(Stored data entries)

—————

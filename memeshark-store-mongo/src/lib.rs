//! A `StoreGateway` implementation backed by the official `mongodb` crate's
//! synchronous client.
//!
//! Collection and field names match the `pycoshark`/`mongoengine` schema the
//! original Python tool was built against: `project`, `vcs_system`, `commit`,
//! `code_entity_state`. A `CodeEntityState` document's non-identity fields
//! (everything but `_id`, `commit_id`, `long_name`, `file_id`,
//! `ce_parent_id`) are read back wholesale into `CodeEntityState::attributes`
//! rather than enumerated field-by-field, since the core never needs to know
//! what they mean — only whether two documents' worth of them are equal.

#![warn(clippy::all)]

use std::collections::HashSet;

use bson::{doc, Bson, Document};
use mongodb::options::FindOptions;
use mongodb::sync::{Client, Collection, Database};

use lib::error::StoreError;
use lib::model::{CesId, Commit, CodeEntityState, CommitId, CommitSummary, EntityKey, ProjectId, VcsSystemId};
use lib::store::StoreGateway;

const PROJECT_COLLECTION: &str = "project";
const VCS_SYSTEM_COLLECTION: &str = "vcs_system";
const COMMIT_COLLECTION: &str = "commit";
const CES_COLLECTION: &str = "code_entity_state";

const CES_IDENTITY_FIELDS: &[&str] = &["_id", "commit_id", "long_name", "file_id", "ce_parent_id"];

fn mongo_err(err: mongodb::error::Error) -> StoreError {
    StoreError::Unavailable(err.to_string())
}

/// A handle to one project/VCS-system pair's data in a MongoDB-compatible
/// document store.
///
/// `clone()` yields a new `Client` handle backed by the same internal
/// connection pool, which is the correct sharing unit for this crate's
/// thread-per-worker scheduler (unlike the raw per-process sockets the
/// original multiprocessing-based tool had to avoid inheriting across a
/// `fork()`). Each worker thread still calls `new_store()` itself rather than
/// receiving a handle created before the thread started, per the fork-safety
/// contract in `StoreGateway`'s documentation.
#[derive(Clone)]
pub struct MongoStoreGateway {
    database: Database,
}

impl MongoStoreGateway {
    /// Connects to the document store at `uri` and selects `database_name`.
    pub fn connect(uri: &str, database_name: &str) -> Result<Self, StoreError> {
        let client = Client::with_uri_str(uri).map_err(mongo_err)?;
        Ok(Self {
            database: client.database(database_name),
        })
    }

    fn projects(&self) -> Collection<Document> {
        self.database.collection(PROJECT_COLLECTION)
    }

    fn vcs_systems(&self) -> Collection<Document> {
        self.database.collection(VCS_SYSTEM_COLLECTION)
    }

    fn commits(&self) -> Collection<Document> {
        self.database.collection(COMMIT_COLLECTION)
    }

    fn ces(&self) -> Collection<Document> {
        self.database.collection(CES_COLLECTION)
    }
}

fn commit_from_doc(doc: Document) -> Result<Commit, StoreError> {
    let commit_id = CommitId::from(
        doc.get_object_id("_id")
            .map_err(|_| StoreError::NotFound("commit._id".into()))?,
    );
    let vcs_system_id = VcsSystemId::from(
        doc.get_object_id("vcs_system_id")
            .map_err(|_| StoreError::NotFound("commit.vcs_system_id".into()))?,
    );
    let revision_hash = doc
        .get_str("revision_hash")
        .map_err(|_| StoreError::NotFound("commit.revision_hash".into()))?
        .to_string();
    let parents = doc
        .get_array("parents")
        .map(|arr| {
            arr.iter()
                .filter_map(|b| b.as_str().map(str::to_string))
                .collect()
        })
        .unwrap_or_default();
    let code_entity_states = doc
        .get_array("code_entity_states")
        .map(|arr| arr.iter().filter_map(Bson::as_object_id).map(CesId::from).collect())
        .unwrap_or_default();

    Ok(Commit {
        commit_id,
        vcs_system_id,
        revision_hash,
        parents,
        code_entity_states,
    })
}

fn ces_from_doc(mut doc: Document) -> Result<CodeEntityState, StoreError> {
    let id = CesId::from(
        doc.get_object_id("_id")
            .map_err(|_| StoreError::NotFound("code_entity_state._id".into()))?,
    );
    let commit_id = CommitId::from(
        doc.get_object_id("commit_id")
            .map_err(|_| StoreError::NotFound("code_entity_state.commit_id".into()))?,
    );
    let long_name = doc
        .get_str("long_name")
        .map_err(|_| StoreError::NotFound("code_entity_state.long_name".into()))?
        .to_string();
    let file_id = doc
        .get_str("file_id")
        .map_err(|_| StoreError::NotFound("code_entity_state.file_id".into()))?
        .to_string();
    let ce_parent_id = doc.get_object_id("ce_parent_id").ok().map(CesId::from);

    for field in CES_IDENTITY_FIELDS {
        doc.remove(*field);
    }

    Ok(CodeEntityState {
        id,
        commit_id,
        key: EntityKey::new(long_name, file_id),
        ce_parent_id,
        attributes: doc,
    })
}

fn ces_to_doc(ces: &CodeEntityState) -> Document {
    let mut doc = ces.attributes.clone();
    doc.insert("_id", ces.id.inner());
    doc.insert("commit_id", ces.commit_id.inner());
    doc.insert("long_name", ces.key.long_name.clone());
    doc.insert("file_id", ces.key.file_id.clone());
    match ces.ce_parent_id {
        Some(parent_id) => {
            doc.insert("ce_parent_id", parent_id.inner());
        }
        None => {
            doc.remove("ce_parent_id");
        }
    }
    doc
}

impl StoreGateway for MongoStoreGateway {
    fn resolve_vcs(&self, project_name: &str) -> Result<VcsSystemId, StoreError> {
        let project = self
            .projects()
            .find_one(doc! { "name": project_name }, None)
            .map_err(mongo_err)?
            .ok_or_else(|| StoreError::ProjectMissing(project_name.to_string()))?;
        let project_id = ProjectId::from(
            project
                .get_object_id("_id")
                .map_err(|_| StoreError::NotFound("project._id".into()))?,
        );
        let vcs_system = self
            .vcs_systems()
            .find_one(doc! { "project_id": project_id.inner() }, None)
            .map_err(mongo_err)?
            .ok_or_else(|| StoreError::NotFound(format!("vcs_system for project {project_name}")))?;
        Ok(VcsSystemId::from(
            vcs_system
                .get_object_id("_id")
                .map_err(|_| StoreError::NotFound("vcs_system._id".into()))?,
        ))
    }

    fn commits_of(
        &self,
        vcs_system_id: VcsSystemId,
    ) -> Result<Box<dyn Iterator<Item = CommitSummary> + '_>, StoreError> {
        // The Graph Builder calls this twice to stream every commit of a VCS
        // system end to end; disable the server-side cursor timeout so a
        // large history doesn't get dropped mid-scan.
        let options = FindOptions::builder().no_cursor_timeout(true).build();
        let cursor = self
            .commits()
            .find(doc! { "vcs_system_id": vcs_system_id.inner() }, options)
            .map_err(mongo_err)?;
        let summaries: Vec<CommitSummary> = cursor
            .filter_map(|result| result.ok())
            .filter_map(|doc| commit_from_doc(doc).ok())
            .map(|commit| CommitSummary {
                commit_id: commit.commit_id,
                revision_hash: commit.revision_hash,
                parents: commit.parents,
            })
            .collect();
        Ok(Box::new(summaries.into_iter()))
    }

    fn commit_lookup(
        &self,
        vcs_system_id: VcsSystemId,
        revision_hash: &str,
    ) -> Result<CommitId, StoreError> {
        let doc = self
            .commits()
            .find_one(
                doc! { "vcs_system_id": vcs_system_id.inner(), "revision_hash": revision_hash },
                None,
            )
            .map_err(mongo_err)?
            .ok_or_else(|| StoreError::NotFound(format!("commit {revision_hash}")))?;
        Ok(commit_from_doc(doc)?.commit_id)
    }

    fn ces_of(&self, commit_id: CommitId) -> Result<Vec<CodeEntityState>, StoreError> {
        let cursor = self
            .ces()
            .find(doc! { "commit_id": commit_id.inner() }, None)
            .map_err(mongo_err)?;
        cursor
            .map(|result| result.map_err(mongo_err).and_then(ces_from_doc))
            .collect()
    }

    fn ces_by_ids(&self, ids: &HashSet<CesId>) -> Result<Vec<CodeEntityState>, StoreError> {
        if ids.is_empty() {
            return Ok(Vec::new());
        }
        let raw_ids: Vec<bson::oid::ObjectId> = ids.iter().map(|id| id.inner()).collect();
        let cursor = self
            .ces()
            .find(doc! { "_id": { "$in": raw_ids } }, None)
            .map_err(mongo_err)?;
        cursor
            .map(|result| result.map_err(mongo_err).and_then(ces_from_doc))
            .collect()
    }

    fn ces_by_id(&self, id: CesId) -> Result<CodeEntityState, StoreError> {
        let doc = self
            .ces()
            .find_one(doc! { "_id": id.inner() }, None)
            .map_err(mongo_err)?
            .ok_or_else(|| StoreError::NotFound(format!("code_entity_state {id}")))?;
        ces_from_doc(doc)
    }

    fn commit(&self, commit_id: CommitId) -> Result<Commit, StoreError> {
        let doc = self
            .commits()
            .find_one(doc! { "_id": commit_id.inner() }, None)
            .map_err(mongo_err)?
            .ok_or_else(|| StoreError::NotFound(format!("commit {commit_id}")))?;
        commit_from_doc(doc)
    }

    fn set_commit_ces(&self, commit_id: CommitId, ces_ids: Vec<CesId>) -> Result<(), StoreError> {
        let raw_ids: Vec<bson::oid::ObjectId> = ces_ids.iter().map(|id| id.inner()).collect();
        self.commits()
            .update_one(
                doc! { "_id": commit_id.inner() },
                doc! { "$set": { "code_entity_states": raw_ids } },
                None,
            )
            .map_err(mongo_err)?;
        Ok(())
    }

    fn save_ces(&self, ces: &CodeEntityState) -> Result<(), StoreError> {
        self.ces()
            .replace_one(doc! { "_id": ces.id.inner() }, ces_to_doc(ces), None)
            .map_err(mongo_err)?;
        Ok(())
    }

    fn delete_ces(&self, ids: &HashSet<CesId>) -> Result<(), StoreError> {
        if ids.is_empty() {
            return Ok(());
        }
        let raw_ids: Vec<bson::oid::ObjectId> = ids.iter().map(|id| id.inner()).collect();
        self.ces()
            .delete_many(doc! { "_id": { "$in": raw_ids } }, None)
            .map_err(mongo_err)?;
        Ok(())
    }
}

—————

__Your objective__: Reproduce every line from the entries that holds the word "fork".

__Solution to this exercise__:
/// `fork()`). Each worker thread still calls `new_store()` itself rather than
/// receiving a handle created before the thread started, per the fork-safety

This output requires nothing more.